**TASK:**
Word for word, transcribe the records that follow.

**PROVIDED DATA:**
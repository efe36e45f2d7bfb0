use base64::Engine;
use base64::engine::general_purpose::URL_SAFE;
use serde_json::{Value, json};
use sha2::Digest;

use microledger_consensus::canonical::canonical_value_bytes;
use microledger_consensus::crypto::{
    Crypto, Keyring, SIGNATURE_TYPE, SignatureEnvelope, sign_payload, verify_envelope,
};
use microledger_consensus::error::ConsensusError;
use microledger_consensus::messages::{HashDescriptor, LedgerDescriptor};

#[test]
fn sign_verify_round_trip() {
    let keyring = Keyring::new();
    let verkey = keyring.generate();
    let payload = json!({"name": "L", "root_hash": "abc"});

    let envelope = sign_payload(&keyring, &verkey, &payload).expect("sign");
    assert_eq!(envelope.message_type, SIGNATURE_TYPE);
    assert_eq!(envelope.signer, verkey);

    let verified = verify_envelope(&keyring, &envelope, &verkey).expect("verify");
    assert_eq!(verified.payload, payload);
    assert!(!verified.skewed);
    assert!(verified.timestamp > 0);
}

#[test]
fn verification_is_bound_to_the_expected_signer() {
    let keyring = Keyring::new();
    let signer = keyring.generate();
    let someone_else = keyring.generate();
    let envelope = sign_payload(&keyring, &signer, &json!("hash")).expect("sign");

    assert!(matches!(
        verify_envelope(&keyring, &envelope, &someone_else),
        Err(ConsensusError::InvalidSignature(_))
    ));
}

#[test]
fn tampered_sig_data_is_rejected() {
    let keyring = Keyring::new();
    let verkey = keyring.generate();
    let mut envelope = sign_payload(&keyring, &verkey, &json!("original")).expect("sign");

    let mut raw = URL_SAFE.decode(&envelope.sig_data).expect("decode");
    let tampered_payload = canonical_value_bytes(&json!("tampered"));
    raw.truncate(8);
    raw.extend_from_slice(&tampered_payload);
    envelope.sig_data = URL_SAFE.encode(&raw);

    assert!(matches!(
        verify_envelope(&keyring, &envelope, &verkey),
        Err(ConsensusError::InvalidSignature(_))
    ));
}

#[test]
fn ancient_timestamp_is_flagged_not_fatal() {
    let keyring = Keyring::new();
    let verkey = keyring.generate();

    // Handcraft an envelope whose timestamp predates the skew window.
    let payload = json!("hash-under-test");
    let mut sig_data = 1_000u64.to_be_bytes().to_vec();
    sig_data.extend_from_slice(&canonical_value_bytes(&payload));
    let signature = keyring.sign(&verkey, &sig_data).expect("raw sign");
    let envelope = SignatureEnvelope {
        message_type: SIGNATURE_TYPE.to_string(),
        signer: verkey.clone(),
        sig_data: URL_SAFE.encode(&sig_data),
        signature: URL_SAFE.encode(&signature),
    };

    let verified = verify_envelope(&keyring, &envelope, &verkey).expect("verify");
    assert!(verified.skewed);
    assert_eq!(verified.timestamp, 1_000);
    assert_eq!(verified.payload, payload);
}

#[test]
fn truncated_sig_data_is_malformed() {
    let keyring = Keyring::new();
    let verkey = keyring.generate();
    let envelope = SignatureEnvelope {
        message_type: SIGNATURE_TYPE.to_string(),
        signer: verkey.clone(),
        sig_data: URL_SAFE.encode(b"tiny"),
        signature: URL_SAFE.encode([0u8; 64]),
    };
    assert!(matches!(
        verify_envelope(&keyring, &envelope, &verkey),
        Err(ConsensusError::MalformedEnvelope(_))
    ));
}

#[test]
fn ledger_hash_recomputes_deterministically() {
    let descriptor = LedgerDescriptor {
        name: "L".to_string(),
        root_hash: "00ff".to_string(),
        genesis: vec![],
        extra: Default::default(),
    };
    let first = HashDescriptor::of(&descriptor).expect("hash");
    let second = HashDescriptor::of(&descriptor).expect("hash");
    assert_eq!(first, second);
    assert_eq!(first.func, "sha256");

    let mut altered = descriptor;
    altered.root_hash = "00fe".to_string();
    let third = HashDescriptor::of(&altered).expect("hash");
    assert_ne!(first.base58, third.base58);

    // The digest is the SHA-256 of the canonical descriptor encoding.
    let canonical = canonical_value_bytes(&serde_json::to_value(&altered).expect("value"));
    let expected = bs58::encode(sha2::Sha256::digest(&canonical)).into_string();
    assert_eq!(third.base58, expected);
}

#[test]
fn empty_genesis_descriptor_still_encodes_genesis_key() {
    // Guard against the canonicalizer dropping empty collections: the
    // signed bytes must include every present key.
    let descriptor = LedgerDescriptor {
        name: "L".to_string(),
        root_hash: String::new(),
        genesis: vec![],
        extra: Default::default(),
    };
    let value: Value = serde_json::to_value(&descriptor).expect("value");
    let text = String::from_utf8(canonical_value_bytes(&value)).expect("utf8");
    assert_eq!(text, r#"{"genesis":[],"name":"L","root_hash":""}"#);
}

**WRITTEN ANSWER:**
repository efe36e45f2d7bfb0
use base64::Engine;
use base64::engine::general_purpose::URL_SAFE;
use serde_json::{Value, json};
use sha2::Digest;

use microledger_consensus::canonical::canonical_value_bytes;
use microledger_consensus::crypto::{
    Crypto, Keyring, SIGNATURE_TYPE, SignatureEnvelope, sign_payload, verify_envelope,
};
use microledger_consensus::error::ConsensusError;
use microledger_consensus::messages::{HashDescriptor, LedgerDescriptor};

#[test]
fn sign_verify_round_trip() {
    let keyring = Keyring::new();
    let verkey = keyring.generate();
    let payload = json!({"name": "L", "root_hash": "abc"});

    let envelope = sign_payload(&keyring, &verkey, &payload).expect("sign");
    assert_eq!(envelope.message_type, SIGNATURE_TYPE);
    assert_eq!(envelope.signer, verkey);

    let verified = verify_envelope(&keyring, &envelope, &verkey).expect("verify");
    assert_eq!(verified.payload, payload);
    assert!(!verified.skewed);
    assert!(verified.timestamp > 0);
}

#[test]
fn verification_is_bound_to_the_expected_signer() {
    let keyring = Keyring::new();
    let signer = keyring.generate();
    let someone_else = keyring.generate();
    let envelope = sign_payload(&keyring, &signer, &json!("hash")).expect("sign");

    assert!(matches!(
        verify_envelope(&keyring, &envelope, &someone_else),
        Err(ConsensusError::InvalidSignature(_))
    ));
}

#[test]
fn tampered_sig_data_is_rejected() {
    let keyring = Keyring::new();
    let verkey = keyring.generate();
    let mut envelope = sign_payload(&keyring, &verkey, &json!("original")).expect("sign");

    let mut raw = URL_SAFE.decode(&envelope.sig_data).expect("decode");
    let tampered_payload = canonical_value_bytes(&json!("tampered"));
    raw.truncate(8);
    raw.extend_from_slice(&tampered_payload);
    envelope.sig_data = URL_SAFE.encode(&raw);

    assert!(matches!(
        verify_envelope(&keyring, &envelope, &verkey),
        Err(ConsensusError::InvalidSignature(_))
    ));
}

#[test]
fn ancient_timestamp_is_flagged_not_fatal() {
    let keyring = Keyring::new();
    let verkey = keyring.generate();

    // Handcraft an envelope whose timestamp predates the skew window.
    let payload = json!("hash-under-test");
    let mut sig_data = 1_000u64.to_be_bytes().to_vec();
    sig_data.extend_from_slice(&canonical_value_bytes(&payload));
    let signature = keyring.sign(&verkey, &sig_data).expect("raw sign");
    let envelope = SignatureEnvelope {
        message_type: SIGNATURE_TYPE.to_string(),
        signer: verkey.clone(),
        sig_data: URL_SAFE.encode(&sig_data),
        signature: URL_SAFE.encode(&signature),
    };

    let verified = verify_envelope(&keyring, &envelope, &verkey).expect("verify");
    assert!(verified.skewed);
    assert_eq!(verified.timestamp, 1_000);
    assert_eq!(verified.payload, payload);
}

#[test]
fn truncated_sig_data_is_malformed() {
    let keyring = Keyring::new();
    let verkey = keyring.generate();
    let envelope = SignatureEnvelope {
        message_type: SIGNATURE_TYPE.to_string(),
        signer: verkey.clone(),
        sig_data: URL_SAFE.encode(b"tiny"),
        signature: URL_SAFE.encode([0u8; 64]),
    };
    assert!(matches!(
        verify_envelope(&keyring, &envelope, &verkey),
        Err(ConsensusError::MalformedEnvelope(_))
    ));
}

#[test]
fn ledger_hash_recomputes_deterministically() {
    let descriptor = LedgerDescriptor {
        name: "L".to_string(),
        root_hash: "00ff".to_string(),
        genesis: vec![],
        extra: Default::default(),
    };
    let first = HashDescriptor::of(&descriptor).expect("hash");
    let second = HashDescriptor::of(&descriptor).expect("hash");
    assert_eq!(first, second);
    assert_eq!(first.func, "sha256");

    let mut altered = descriptor;
    altered.root_hash = "00fe".to_string();
    let third = HashDescriptor::of(&altered).expect("hash");
    assert_ne!(first.base58, third.base58);

    // The digest is the SHA-256 of the canonical descriptor encoding.
    let canonical = canonical_value_bytes(&serde_json::to_value(&altered).expect("value"));
    let expected = bs58::encode(sha2::Sha256::digest(&canonical)).into_string();
    assert_eq!(third.base58, expected);
}

#[test]
fn empty_genesis_descriptor_still_encodes_genesis_key() {
    // Guard against the canonicalizer dropping empty collections: the
    // signed bytes must include every present key.
    let descriptor = LedgerDescriptor {
        name: "L".to_string(),
        root_hash: String::new(),
        genesis: vec![],
        extra: Default::default(),
    };
    let value: Value = serde_json::to_value(&descriptor).expect("value");
    let text = String::from_utf8(canonical_value_bytes(&value)).expect("utf8");
    assert_eq!(text, r#"{"genesis":[],"name":"L","root_hash":""}"#);
}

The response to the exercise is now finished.